**Data for processing**

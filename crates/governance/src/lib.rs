//! `mcpv-governance` — out-of-process governance plugins and the
//! category-ordered request/response pipeline.
//!
//! This crate provides:
//! - The plugin wire protocol over per-plugin unix sockets
//!   (metadata/configure/ready/handle/shutdown).
//! - The plugin process manager: socket allocation, spawn, handshake,
//!   commit-hash verification, idempotent stop with socket cleanup.
//! - The pipeline engine executing categories in fixed order with
//!   content mutation and continue-or-reject decisions.
//! - The executor wrapping a routed call with the request and response
//!   phases.

pub mod executor;
pub mod manager;
pub mod pipeline;
pub mod rpc;

// Re-exports for convenience.
pub use executor::Executor;
pub use manager::PluginManager;
pub use pipeline::{GovernanceContext, GovernancePlugin, Pipeline};
pub use rpc::{PluginClient, PluginDecision, PluginMetadata};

**Problem to solve**
Reprint exactly, and only, the lines running from the one containing "and continue-or-reject decisions." through the last line of the listing above.

**Exercise output**
//!   content mutation and continue-or-reject decisions.
//! - The executor wrapping a routed call with the request and response
//!   phases.

pub mod executor;
pub mod manager;
pub mod pipeline;
pub mod rpc;

// Re-exports for convenience.
pub use executor::Executor;
pub use manager::PluginManager;
pub use pipeline::{GovernanceContext, GovernancePlugin, Pipeline};
pub use rpc::{PluginClient, PluginDecision, PluginMetadata};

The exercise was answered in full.